▶ **Your objective**: From the first line of the data below, copy each line up to the one containing "is never silently", and include that line too.

▶ **Stored items**:
// SPDX-FileCopyrightText: 2025-2026 Zexin Yuan <aim@yzx9.xyz>
//
// SPDX-License-Identifier: Apache-2.0

//! DATE and DATE-TIME values as defined in RFC 5545 Sections 3.3.4 and 3.3.5.

use std::fmt;

use chumsky::prelude::*;
use jiff::Timestamp;
use jiff::civil;
use jiff::tz::TimeZone;

/// A date or date-time instant.
///
/// The variant is fixed when the literal is parsed, from its lexical form
/// alone: an 8-digit literal is a [`Date`](TemporalValue::Date), a literal
/// with a time component and a trailing `Z` is a [`Utc`](TemporalValue::Utc)
/// instant, and a literal with a time component but no `Z` is a
/// [`Zoned`](TemporalValue::Zoned) local time. A value is never silently
/// reinterpreted as another variant; re-reading it at a different zone
/// produces a new value.
///
/// `Zoned` stores the zone *identifier* only. Offset rules always come from
/// a [`TimezoneRegistry`](crate::TimezoneRegistry) at the point of use.
#[derive(Debug, Clone, PartialEq, Eq, Hash)]
pub enum TemporalValue {
    /// A date without a time component.
    Date(civil::Date),

    /// An absolute instant in UTC.
    Utc(Timestamp),

    /// A local date-time qualified by a timezone identifier.
    Zoned {
        /// The local (wall clock) date and time.
        date_time: civil::DateTime,
        /// Identifier of the zone the local time is expressed in.
        tz_id: String,
    },
}

impl TemporalValue {
    /// Parse a literal, deciding the variant from its lexical form.
    ///
    /// A date-time literal without a UTC marker has no zone of its own and
    /// binds to `default_tz_id`.
    ///
    /// # Errors
    ///
    /// Returns [`TemporalFormatError`] when the text is not a valid DATE or
    /// DATE-TIME literal.
    pub fn parse(text: &str, default_tz_id: &str) -> Result<Self, TemporalFormatError> {
        if text.contains('T') {
            let (date_time, utc) = parse_date_time(text)?;
            if utc {
                let zoned = date_time
                    .to_zoned(TimeZone::UTC)
                    .map_err(|e| TemporalFormatError::new(text, &e.to_string()))?;
                Ok(Self::Utc(zoned.timestamp()))
            } else {
                Ok(Self::Zoned {
                    date_time,
                    tz_id: default_tz_id.to_string(),
                })
            }
        } else {
            parse_date(text).map(Self::Date)
        }
    }

    /// Parse a local date-time literal bound to the given zone identifier.
    ///
    /// # Errors
    ///
    /// Returns [`TemporalFormatError`] when the text is not a valid DATE-TIME
    /// literal, or when it carries a trailing UTC marker: a UTC instant
    /// cannot be rebound to a zone without reinterpreting it.
    pub fn parse_at_zone(text: &str, tz_id: &str) -> Result<Self, TemporalFormatError> {
        let (date_time, utc) = parse_date_time(text)?;
        if utc {
            Err(TemporalFormatError::new(
                text,
                "a UTC literal cannot be bound to a timezone",
            ))
        } else {
            Ok(Self::Zoned {
                date_time,
                tz_id: tz_id.to_string(),
            })
        }
    }

    /// Whether this is a date-only value.
    #[must_use]
    pub fn is_date_only(&self) -> bool {
        matches!(self, Self::Date(_))
    }

    /// Whether this is an absolute UTC instant.
    #[must_use]
    pub fn is_utc(&self) -> bool {
        matches!(self, Self::Utc(_))
    }

    /// The zone identifier, for zoned values.
    #[must_use]
    pub fn tz_id(&self) -> Option<&str> {
        match self {
            Self::Zoned { tz_id, .. } => Some(tz_id),
            _ => None,
        }
    }
}

impl fmt::Display for TemporalValue {
    fn fmt(&self, f: &mut fmt::Formatter<'_>) -> fmt::Result {
        match self {
            Self::Date(date) => {
                write!(f, "{:04}{:02}{:02}", date.year(), date.month(), date.day())
            }
            Self::Utc(timestamp) => {
                let dt = timestamp.to_zoned(TimeZone::UTC).datetime();
                write!(
                    f,
                    "{:04}{:02}{:02}T{:02}{:02}{:02}Z",
                    dt.year(),
                    dt.month(),
                    dt.day(),
                    dt.hour(),
                    dt.minute(),
                    dt.second()
                )
            }
            Self::Zoned { date_time: dt, .. } => {
                write!(
                    f,
                    "{:04}{:02}{:02}T{:02}{:02}{:02}",
                    dt.year(),
                    dt.month(),
                    dt.day(),
                    dt.hour(),
                    dt.minute(),
                    dt.second()
                )
            }
        }
    }
}

/// The text is not a lexically valid DATE or DATE-TIME literal.
#[derive(Debug, Clone, PartialEq, Eq, thiserror::Error)]
#[error("invalid date or date-time literal [{text}]: {reason}")]
pub struct TemporalFormatError {
    /// The offending literal.
    pub text: String,
    /// What was wrong with it.
    pub reason: String,
}

impl TemporalFormatError {
    pub(crate) fn new(text: &str, reason: &str) -> Self {
        Self {
            text: text.to_string(),
            reason: reason.to_string(),
        }
    }
}

/// Parse a `date-fullyear date-month date-mday` literal (RFC 5545 3.3.4).
fn parse_date(text: &str) -> Result<civil::Date, TemporalFormatError> {
    value_date()
        .then_ignore(end())
        .parse(text)
        .into_result()
        .map_err(|errs| from_rich(text, &errs))
}

/// Parse a `date "T" time [time-utc]` literal (RFC 5545 3.3.5), returning
/// the civil date-time and whether the UTC marker was present.
fn parse_date_time(text: &str) -> Result<(civil::DateTime, bool), TemporalFormatError> {
    value_date_time()
        .then_ignore(end())
        .parse(text)
        .into_result()
        .map_err(|errs| from_rich(text, &errs))
}

fn from_rich(text: &str, errors: &[Rich<'_, char>]) -> TemporalFormatError {
    let reason = errors
        .first()
        .map_or_else(|| "malformed literal".to_string(), ToString::to_string);
    TemporalFormatError::new(text, &reason)
}

#[expect(clippy::cast_possible_truncation)] // a decimal digit is 0-9
fn digit<'src>() -> impl Parser<'src, &'src str, u8, extra::Err<Rich<'src, char>>> {
    any().try_map(|c: char, span| {
        c.to_digit(10)
            .map(|d| d as u8)
            .ok_or_else(|| Rich::custom(span, "expected a digit"))
    })
}

fn two_digits<'src>() -> impl Parser<'src, &'src str, u8, extra::Err<Rich<'src, char>>> {
    digit().then(digit()).map(|(a, b)| 10 * a + b)
}

/// ```txt
/// date-value    = date-fullyear date-month date-mday
/// date-fullyear = 4DIGIT
/// date-month    = 2DIGIT        ;01-12
/// date-mday     = 2DIGIT        ;01-28, 01-29, 01-30, 01-31
/// ```
///
/// Month/day ranges (including month lengths and leap years) are validated
/// through the `jiff` constructor rather than in the grammar.
#[expect(clippy::cast_possible_wrap)]
fn value_date<'src>() -> impl Parser<'src, &'src str, civil::Date, extra::Err<Rich<'src, char>>> {
    two_digits()
        .then(two_digits())
        .then(two_digits())
        .then(two_digits())
        .try_map(|(((century, year), month), day), span| {
            let year = i16::from(century) * 100 + i16::from(year);
            civil::Date::new(year, month as i8, day as i8)
                .map_err(|_| Rich::custom(span, "invalid calendar date"))
        })
}

/// ```txt
/// time         = time-hour time-minute time-second [time-utc]
/// time-hour    = 2DIGIT        ;00-23
/// time-minute  = 2DIGIT        ;00-59
/// time-second  = 2DIGIT        ;00-60
/// time-utc     = "Z"
/// ```
#[expect(clippy::cast_possible_wrap)]
fn value_time<'src>()
-> impl Parser<'src, &'src str, (civil::Time, bool), extra::Err<Rich<'src, char>>> {
    two_digits()
        .then(two_digits())
        .then(two_digits())
        .then(just('Z').or_not())
        .try_map(|(((hour, minute), second), utc), span| {
            if second > 60 {
                return Err(Rich::custom(span, "invalid time of day"));
            }
            // NOTE: We contract leap second 60 to 59 for simplicity
            let time = civil::Time::new(hour as i8, minute as i8, second.min(59) as i8, 0)
                .map_err(|_| Rich::custom(span, "invalid time of day"))?;
            Ok((time, utc.is_some()))
        })
}

/// ```txt
/// date-time = date "T" time
/// ```
fn value_date_time<'src>()
-> impl Parser<'src, &'src str, (civil::DateTime, bool), extra::Err<Rich<'src, char>>> {
    value_date()
        .then_ignore(just('T'))
        .then(value_time())
        .map(|(date, (time, utc))| (civil::DateTime::from_parts(date, time), utc))
}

▶ **Solution to the exercise**:
// SPDX-FileCopyrightText: 2025-2026 Zexin Yuan <aim@yzx9.xyz>
//
// SPDX-License-Identifier: Apache-2.0

//! DATE and DATE-TIME values as defined in RFC 5545 Sections 3.3.4 and 3.3.5.

use std::fmt;

use chumsky::prelude::*;
use jiff::Timestamp;
use jiff::civil;
use jiff::tz::TimeZone;

/// A date or date-time instant.
///
/// The variant is fixed when the literal is parsed, from its lexical form
/// alone: an 8-digit literal is a [`Date`](TemporalValue::Date), a literal
/// with a time component and a trailing `Z` is a [`Utc`](TemporalValue::Utc)
/// instant, and a literal with a time component but no `Z` is a
/// [`Zoned`](TemporalValue::Zoned) local time. A value is never silently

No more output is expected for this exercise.